My E2 was 57 pg/mL when TT was close to 1,250 ng/dL. Interestingly that's one of my lower aromatization rates when not on an AI. I wonder if the saturation effect was starting to kick in? I also see that early on I was using Androgel and measured TT ~600 ng/dL and E2 ~20 pg/mL, an even lower rate of aromatization, perhaps due to the DHT.

I doubt body fat is much of an issue. Not that it can be trusted, but the scale puts BF at 12%. In any case, I would claim to be skinny-muscular, not skinny-fat. Similarly I doubt insulin is much of an issue. Last year the fasting value was 2 uIU/mL, below the reference range. I expect my skepticism would survive the experience of 1,200 ng/dL TT and 30 pg/mL E2. The enhanced athleticism would again be fun. But if the headaches returned then stopping would be a no-brainer, pardon the pun. Similarly, the deteriorating lipids would not be appreciated. With respect to libido and sexual function, I have to mention again that even with that recent excessive E2/T ratio and low TT, these parameters were more consistently good than at any other time on TRT. Admittedly there's added complexity here with my continued use of kisspeptin-10 and gonadorelin. But my expectation is that knocking these out would simply make things worse. I assume your suggested experiment results in full HPTA suppression? I also assume that hCG use would be excluded because that would make it virtually impossible to keep E2 down at 30 pg/mL naturally.
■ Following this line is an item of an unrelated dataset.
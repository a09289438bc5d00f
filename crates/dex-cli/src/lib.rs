//! CLI library components for drug-extract.

pub mod logging;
Though Vince doesn't seem to get it, I think I've made it pretty clear that I'm not opposed to informed individuals such as yourself experimenting with TRT doses and ancillaries as you see fit. What bothers me is seeing this parade of guys who are being harmed by high doses given right from the start. As I have said many times before, these situations often get worse when the symptoms of excess are not addressed by lowering the dose. Instead we see bloodletting for high HCT and AIs for high E2. More subtle issues often remain unaddressed. I believe that some fraction of men will have problems from the secondary effects of HPTA shutdown. But at this time there's little official recognition of this, or of the possibility that short-acting testosterone is a solution.